After years of laying groundwork, the future of Wyoming’s cryptocurrency banking industry now lies in the hands of federal regulators, officials with Wyoming U.S. Sen. Cynthia Lummis’ office told lawmakers Tuesday.
In a presentation to the Wyoming Legislature’s Select Blockchain Committee on Tuesday, Lummis policy advisers Tyler Lindholm and Chris Land warned lawmakers that Wyoming could lose its competitive advantage to other states in the race to lure cryptocurrency firms to the Cowboy State. Both men were key architects of Wyoming’s cryptocurrency laws.

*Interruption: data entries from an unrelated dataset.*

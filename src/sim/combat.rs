//! Combat resolution
//!
//! Damage, scoring, powerup effects and the boss-defeat sequence. Also owns
//! the visual effect requests (beams, sparks, explosions) that accompany them.

use glam::Vec2;
use rand::Rng;

use super::entities::{BeamColor, Bullet, EntityId, Particle, PowerupKind};
use super::levels::LAST_LEVEL_INDEX;
use super::state::{GameEvent, GameMode, GameState, MAX_PARTICLES, WavePhase};
use crate::audio::AudioCue;
use crate::consts::*;

/// Score multiplier for a combo, doubled while MULTI is active.
/// A broken combo (0) is always 1 until the next correct key.
pub fn combo_multiplier(combo: u32, multi_active: bool) -> u32 {
    let base = if combo >= COMBO_TIER_3 {
        3
    } else if combo >= COMBO_TIER_2 {
        2
    } else {
        1
    };
    if multi_active && combo > 0 {
        base * 2
    } else {
        base
    }
}

/// Pre-multiplier score for destroying an enemy with `len` characters
pub fn enemy_base_score(len: usize) -> u64 {
    if len <= 1 {
        SCORE_LETTER
    } else {
        SCORE_WORD_BASE + SCORE_PER_CHAR * len as u64
    }
}

/// Bonus for beating the boss of `level` (1-based)
pub fn boss_bonus(level: u32) -> u64 {
    BOSS_BONUS_BASE + BOSS_BONUS_PER_LEVEL * level as u64
}

/// New unlock watermark after clearing `completed_level`; never lowers it
pub fn raise_unlock_watermark(current: u32, completed_level: u32) -> u32 {
    current.max((completed_level + 1).min(LEVEL_COUNT as u32))
}

/// Apply damage to the player; the shield soaks it first
pub fn take_damage(state: &mut GameState, amount: f32) {
    if state.mode.is_terminal() {
        return;
    }

    if state.player.shield > 0.0 {
        state.player.shield = (state.player.shield - amount * SHIELD_DAMAGE_FACTOR).max(0.0);
        state.request_shake(4.0);
        return;
    }

    state.player.hp = (state.player.hp - amount).max(0.0);
    state.request_shake(8.0);
    state.request_flash(0.14);

    if state.player.hp <= 0.0 {
        game_over(state);
    }
}

fn game_over(state: &mut GameState) {
    state.release_lock();
    log::info!(
        "Game over on level {} (score {})",
        state.level().level,
        state.stats.score
    );
    let score = state.stats.score;
    state.emit(GameEvent::GameOver { score });
    state.set_mode(GameMode::GameOver);
}

/// Destroy a fully typed enemy and award its score
pub fn kill_enemy(state: &mut GameState, id: EntityId) {
    let mult = state.multiplier() as u64;
    let Some(enemy) = state.enemy_mut(id) else {
        return;
    };
    enemy.alive = false;
    enemy.locked = false;
    let len = enemy.text.chars().count();
    let pos = enemy.pos;

    state.stats.score += enemy_base_score(len) * mult;

    add_explosion(state, pos, 14.0 + len as f32 * 2.0);
    state.sound(AudioCue::Explosion);
    state.request_shake(4.0);

    if len >= 4 {
        let chance = state.level().drop_chance();
        if state.rng().random_bool(chance) {
            super::director::spawn_powerup(state);
        }
    }
}

/// Collect a fully typed powerup: flat score plus a refreshed timer
pub fn collect_powerup(state: &mut GameState, id: EntityId) {
    let mult = state.multiplier() as u64;
    let Some(powerup) = state.powerup_mut(id) else {
        return;
    };
    powerup.alive = false;
    powerup.locked = false;
    let kind = powerup.kind;
    let pos = powerup.pos;

    state.sound(AudioCue::Powerup);
    add_explosion(state, pos, 22.0);
    state.stats.score += SCORE_POWERUP * mult;

    // Refresh, never stack
    let timer = match kind {
        PowerupKind::Spread => &mut state.power.spread,
        PowerupKind::Pierce => &mut state.power.pierce,
        PowerupKind::Rapid => &mut state.power.rapid,
        PowerupKind::Shield => &mut state.player.shield,
        PowerupKind::Multi => &mut state.power.multiplier,
    };
    *timer = timer.max(POWER_DURATION);
}

/// Final boss segment typed: bonus, unlock, then the finale
pub fn defeat_boss(state: &mut GameState) {
    let completed = state.level().level;
    let bonus = boss_bonus(completed);

    state.stats.score += bonus;
    state.last_unlocked_level = raise_unlock_watermark(state.last_unlocked_level, completed);

    let boss_pos = match state.boss.as_mut() {
        Some(boss) => {
            boss.alive = false;
            boss.pos
        }
        None => Vec2::new(BOSS_X, BOSS_Y),
    };

    // Minions and stray powerups go down with the boss
    state.lock = None;
    state.enemies.clear();
    state.powerups.clear();

    state.sound(AudioCue::BigExplosion);
    state.request_shake(10.0);
    add_explosion(state, boss_pos - Vec2::new(150.0, 0.0), 40.0);

    log::info!("Boss of level {} defeated (+{})", completed, bonus);
    state.emit(GameEvent::BossDefeated {
        level: completed,
        bonus,
    });
    state.phase = WavePhase::Finale {
        remaining: FINALE_DURATION,
        burst_timer: FINALE_BURST_INTERVAL,
    };
}

/// Advance the finale; fires the level transition when it runs out
pub fn step_finale(state: &mut GameState, dt: f32) {
    let WavePhase::Finale {
        remaining,
        burst_timer,
    } = state.phase
    else {
        return;
    };

    let remaining = remaining - dt;
    let mut burst_timer = burst_timer - dt;
    let mut bursts = 0;
    while burst_timer <= 0.0 {
        burst_timer += FINALE_BURST_INTERVAL;
        bursts += 1;
    }
    state.phase = WavePhase::Finale {
        remaining,
        burst_timer,
    };

    let center = state
        .boss
        .as_ref()
        .map(|b| b.pos)
        .unwrap_or(Vec2::new(BOSS_X, BOSS_Y));
    for _ in 0..bursts {
        let offset = Vec2::new(
            state.rng().random_range(-160.0..40.0),
            state.rng().random_range(-90.0..90.0),
        );
        add_explosion(state, center + offset, 28.0);
        state.sound(AudioCue::Explosion);
        state.request_shake(6.0);
    }

    if remaining <= 0.0 {
        finish_level(state);
    }
}

fn finish_level(state: &mut GameState) {
    state.boss = None;
    state.phase = WavePhase::Wave;
    let level = state.level().level;
    let score = state.stats.score;

    if state.level_index >= LAST_LEVEL_INDEX {
        log::info!("Victory! Final score {}", score);
        state.emit(GameEvent::Victory { score });
        state.set_mode(GameMode::Victory);
        return;
    }

    let (max_hp, hp) = cleared_level_hp(state.player.max_hp, state.player.hp);
    state.player.max_hp = max_hp;
    state.player.hp = hp;
    log::info!("Level {} cleared", level);
    state.emit(GameEvent::LevelCleared { level });
    state.set_mode(GameMode::LevelComplete);
}

/// `(max_hp, hp)` after clearing a level
pub fn cleared_level_hp(max_hp: f32, hp: f32) -> (f32, f32) {
    let max_hp = (max_hp + MAX_HP_PER_LEVEL).min(MAX_HP_CAP);
    (max_hp, (hp + MAX_HP_PER_LEVEL).min(max_hp))
}

// === Effects ===

/// Fire a beam from the ship at `target` (extra beams while SPREAD is active)
pub fn fire_laser(state: &mut GameState, target: Vec2, color: BeamColor) {
    let from = state.player.pos + Vec2::new(20.0, 0.0);
    state.bullets.push(Bullet::new(from, target, 3.0, color));

    if state.power.spread > 0.0 {
        for (lo, hi) in [(-80.0, -20.0), (20.0, 80.0)] {
            let dx = state.rng().random_range(-20.0..20.0);
            let dy = state.rng().random_range(lo..hi);
            let to = target + Vec2::new(dx, dy);
            state.bullets.push(Bullet::new(from, to, 2.0, BeamColor::Magenta));
        }
    }
}

/// Beam colour reflects the strongest active power
pub fn beam_color(state: &GameState) -> BeamColor {
    if state.power.multiplier > 0.0 {
        BeamColor::Lime
    } else if state.power.spread > 0.0 {
        BeamColor::Magenta
    } else {
        BeamColor::Cyan
    }
}

pub fn add_sparks(state: &mut GameState, pos: Vec2, count: usize) {
    for _ in 0..count {
        let rng = state.rng();
        let particle = Particle {
            pos,
            vel: Vec2::new(rng.random_range(-120.0..120.0), rng.random_range(-120.0..120.0)),
            life: rng.random_range(0.12..0.26),
            t: 0.0,
            size: rng.random_range(1.0..2.8),
            hue: [185, 310, 95][rng.random_range(0..3)],
        };
        state.particles.push(particle);
    }
    cap_particles(state);
}

pub fn add_explosion(state: &mut GameState, pos: Vec2, size: f32) {
    let count = (size * 1.2) as usize;
    for _ in 0..count {
        let rng = state.rng();
        let angle: f32 = rng.random_range(0.0..std::f32::consts::TAU);
        let r: f32 = rng.random_range(0.0..size.max(1.0));
        let dir = Vec2::new(angle.cos(), angle.sin());
        let particle = Particle {
            pos: pos + dir * r * 0.2,
            vel: dir * rng.random_range(80.0..320.0),
            life: rng.random_range(0.18..0.5),
            t: 0.0,
            size: rng.random_range(1.2..4.5),
            hue: [185, 310, 95, 40][rng.random_range(0..4)],
        };
        state.particles.push(particle);
    }
    cap_particles(state);
}

fn cap_particles(state: &mut GameState) {
    if state.particles.len() > MAX_PARTICLES {
        let excess = state.particles.len() - MAX_PARTICLES;
        state.particles.drain(..excess);
    }
}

The delay, they told lawmakers, was not due to any fault of the state legislature, but the slow pace of federal regulators and quasi-regulatory organizations like the American Bankers’ Association in developing rules to allow consumers to bank with the decentralized, digital currency. Most important among those steps: cryptocurrency bankers’ access to an ABA routing number, an essential tool for financial institutions to conduct transactions.
Such a delay, Sen. Chris Rothfuss (D-Laramie) said, could cause Wyoming to lose ground to other states that are quickly developing cryptocurrency regulations of their own, costing the state its competitive advantage as other states catch up. (The Illinois Legislature, they noted, is in the process of approving its own cryptocurrency banking regulations.)
“I don’t think there’s a great deal that can be done,” Land told lawmakers. “We are losing our first-mover advantage, and that keeps me up at night.”